## What needs to be done
What you return should match the data exactly, from the first line to the last.

Collected data entries:
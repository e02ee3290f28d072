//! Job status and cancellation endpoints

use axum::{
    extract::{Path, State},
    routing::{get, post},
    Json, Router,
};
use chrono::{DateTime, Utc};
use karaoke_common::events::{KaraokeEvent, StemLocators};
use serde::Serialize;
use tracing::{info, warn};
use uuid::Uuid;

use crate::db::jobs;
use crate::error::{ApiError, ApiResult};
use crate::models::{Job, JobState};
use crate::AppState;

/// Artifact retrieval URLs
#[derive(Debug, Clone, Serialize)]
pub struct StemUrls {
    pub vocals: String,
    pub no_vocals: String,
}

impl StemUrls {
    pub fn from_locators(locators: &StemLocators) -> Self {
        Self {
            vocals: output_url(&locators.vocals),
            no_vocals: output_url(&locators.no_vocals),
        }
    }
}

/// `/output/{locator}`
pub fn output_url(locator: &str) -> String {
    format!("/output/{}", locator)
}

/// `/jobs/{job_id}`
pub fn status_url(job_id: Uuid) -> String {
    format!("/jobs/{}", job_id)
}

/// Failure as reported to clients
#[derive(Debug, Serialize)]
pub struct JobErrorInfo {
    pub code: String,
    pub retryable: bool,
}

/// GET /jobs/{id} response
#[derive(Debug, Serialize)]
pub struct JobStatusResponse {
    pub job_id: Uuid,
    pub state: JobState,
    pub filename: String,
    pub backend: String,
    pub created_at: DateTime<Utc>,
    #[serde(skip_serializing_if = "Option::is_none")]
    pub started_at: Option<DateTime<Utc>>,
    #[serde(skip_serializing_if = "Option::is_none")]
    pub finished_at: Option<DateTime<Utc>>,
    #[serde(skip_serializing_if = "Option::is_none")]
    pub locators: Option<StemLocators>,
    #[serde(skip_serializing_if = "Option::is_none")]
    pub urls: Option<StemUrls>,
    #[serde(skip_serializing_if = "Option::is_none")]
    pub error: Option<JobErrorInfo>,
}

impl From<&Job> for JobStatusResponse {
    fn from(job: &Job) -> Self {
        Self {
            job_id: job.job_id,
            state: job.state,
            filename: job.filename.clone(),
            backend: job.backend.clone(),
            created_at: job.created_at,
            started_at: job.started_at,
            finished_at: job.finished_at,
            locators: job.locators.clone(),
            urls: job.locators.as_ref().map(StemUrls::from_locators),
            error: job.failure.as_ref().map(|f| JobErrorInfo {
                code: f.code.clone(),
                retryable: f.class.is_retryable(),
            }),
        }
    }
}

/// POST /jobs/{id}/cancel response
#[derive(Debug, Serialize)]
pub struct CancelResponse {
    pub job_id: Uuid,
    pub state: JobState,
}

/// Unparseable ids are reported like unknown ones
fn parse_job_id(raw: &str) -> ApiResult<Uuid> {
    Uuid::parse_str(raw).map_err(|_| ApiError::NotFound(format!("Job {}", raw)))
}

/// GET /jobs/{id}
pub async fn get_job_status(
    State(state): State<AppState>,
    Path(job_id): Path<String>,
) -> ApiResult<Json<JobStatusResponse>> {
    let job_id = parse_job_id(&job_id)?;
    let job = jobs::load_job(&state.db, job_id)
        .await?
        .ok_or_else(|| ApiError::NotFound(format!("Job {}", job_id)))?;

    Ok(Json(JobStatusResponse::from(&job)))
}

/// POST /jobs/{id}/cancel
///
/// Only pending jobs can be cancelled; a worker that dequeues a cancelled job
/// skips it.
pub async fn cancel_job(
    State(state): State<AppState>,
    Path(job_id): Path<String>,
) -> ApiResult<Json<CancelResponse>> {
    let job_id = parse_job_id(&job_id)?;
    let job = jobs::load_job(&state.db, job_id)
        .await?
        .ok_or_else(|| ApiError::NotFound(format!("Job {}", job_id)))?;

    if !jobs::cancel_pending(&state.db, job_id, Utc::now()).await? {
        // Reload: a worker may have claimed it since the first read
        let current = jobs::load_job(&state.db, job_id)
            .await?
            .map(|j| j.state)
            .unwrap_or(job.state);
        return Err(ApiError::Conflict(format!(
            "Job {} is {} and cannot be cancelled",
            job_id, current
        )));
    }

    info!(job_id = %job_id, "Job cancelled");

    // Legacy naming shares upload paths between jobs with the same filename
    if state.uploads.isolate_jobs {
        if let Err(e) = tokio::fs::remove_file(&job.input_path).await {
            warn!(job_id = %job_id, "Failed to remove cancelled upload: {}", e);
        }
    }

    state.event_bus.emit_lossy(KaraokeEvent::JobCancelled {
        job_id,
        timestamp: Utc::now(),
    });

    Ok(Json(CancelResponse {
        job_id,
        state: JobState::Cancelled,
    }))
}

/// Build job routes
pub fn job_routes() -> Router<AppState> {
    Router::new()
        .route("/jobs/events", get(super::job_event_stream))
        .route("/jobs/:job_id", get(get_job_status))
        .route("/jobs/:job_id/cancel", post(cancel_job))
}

## Response
repository e02ee3290f28d072
//! Job status and cancellation endpoints

use axum::{
    extract::{Path, State},
    routing::{get, post},
    Json, Router,
};
use chrono::{DateTime, Utc};
use karaoke_common::events::{KaraokeEvent, StemLocators};
use serde::Serialize;
use tracing::{info, warn};
use uuid::Uuid;

use crate::db::jobs;
use crate::error::{ApiError, ApiResult};
use crate::models::{Job, JobState};
use crate::AppState;

/// Artifact retrieval URLs
#[derive(Debug, Clone, Serialize)]
pub struct StemUrls {
    pub vocals: String,
    pub no_vocals: String,
}

impl StemUrls {
    pub fn from_locators(locators: &StemLocators) -> Self {
        Self {
            vocals: output_url(&locators.vocals),
            no_vocals: output_url(&locators.no_vocals),
        }
    }
}

/// `/output/{locator}`
pub fn output_url(locator: &str) -> String {
    format!("/output/{}", locator)
}

/// `/jobs/{job_id}`
pub fn status_url(job_id: Uuid) -> String {
    format!("/jobs/{}", job_id)
}

/// Failure as reported to clients
#[derive(Debug, Serialize)]
pub struct JobErrorInfo {
    pub code: String,
    pub retryable: bool,
}

/// GET /jobs/{id} response
#[derive(Debug, Serialize)]
pub struct JobStatusResponse {
    pub job_id: Uuid,
    pub state: JobState,
    pub filename: String,
    pub backend: String,
    pub created_at: DateTime<Utc>,
    #[serde(skip_serializing_if = "Option::is_none")]
    pub started_at: Option<DateTime<Utc>>,
    #[serde(skip_serializing_if = "Option::is_none")]
    pub finished_at: Option<DateTime<Utc>>,
    #[serde(skip_serializing_if = "Option::is_none")]
    pub locators: Option<StemLocators>,
    #[serde(skip_serializing_if = "Option::is_none")]
    pub urls: Option<StemUrls>,
    #[serde(skip_serializing_if = "Option::is_none")]
    pub error: Option<JobErrorInfo>,
}

impl From<&Job> for JobStatusResponse {
    fn from(job: &Job) -> Self {
        Self {
            job_id: job.job_id,
            state: job.state,
            filename: job.filename.clone(),
            backend: job.backend.clone(),
            created_at: job.created_at,
            started_at: job.started_at,
            finished_at: job.finished_at,
            locators: job.locators.clone(),
            urls: job.locators.as_ref().map(StemUrls::from_locators),
            error: job.failure.as_ref().map(|f| JobErrorInfo {
                code: f.code.clone(),
                retryable: f.class.is_retryable(),
            }),
        }
    }
}

/// POST /jobs/{id}/cancel response
#[derive(Debug, Serialize)]
pub struct CancelResponse {
    pub job_id: Uuid,
    pub state: JobState,
}

/// Unparseable ids are reported like unknown ones
fn parse_job_id(raw: &str) -> ApiResult<Uuid> {
    Uuid::parse_str(raw).map_err(|_| ApiError::NotFound(format!("Job {}", raw)))
}

/// GET /jobs/{id}
pub async fn get_job_status(
    State(state): State<AppState>,
    Path(job_id): Path<String>,
) -> ApiResult<Json<JobStatusResponse>> {
    let job_id = parse_job_id(&job_id)?;
    let job = jobs::load_job(&state.db, job_id)
        .await?
        .ok_or_else(|| ApiError::NotFound(format!("Job {}", job_id)))?;

    Ok(Json(JobStatusResponse::from(&job)))
}

/// POST /jobs/{id}/cancel
///
/// Only pending jobs can be cancelled; a worker that dequeues a cancelled job
/// skips it.
pub async fn cancel_job(
    State(state): State<AppState>,
    Path(job_id): Path<String>,
) -> ApiResult<Json<CancelResponse>> {
    let job_id = parse_job_id(&job_id)?;
    let job = jobs::load_job(&state.db, job_id)
        .await?
        .ok_or_else(|| ApiError::NotFound(format!("Job {}", job_id)))?;

    if !jobs::cancel_pending(&state.db, job_id, Utc::now()).await? {
        // Reload: a worker may have claimed it since the first read
        let current = jobs::load_job(&state.db, job_id)
            .await?
            .map(|j| j.state)
            .unwrap_or(job.state);
        return Err(ApiError::Conflict(format!(
            "Job {} is {} and cannot be cancelled",
            job_id, current
        )));
    }

    info!(job_id = %job_id, "Job cancelled");

    // Legacy naming shares upload paths between jobs with the same filename
    if state.uploads.isolate_jobs {
        if let Err(e) = tokio::fs::remove_file(&job.input_path).await {
            warn!(job_id = %job_id, "Failed to remove cancelled upload: {}", e);
        }
    }

    state.event_bus.emit_lossy(KaraokeEvent::JobCancelled {
        job_id,
        timestamp: Utc::now(),
    });

    Ok(Json(CancelResponse {
        job_id,
        state: JobState::Cancelled,
    }))
}

/// Build job routes
pub fn job_routes() -> Router<AppState> {
    Router::new()
        .route("/jobs/events", get(super::job_event_stream))
        .route("/jobs/:job_id", get(get_job_status))
        .route("/jobs/:job_id/cancel", post(cancel_job))
}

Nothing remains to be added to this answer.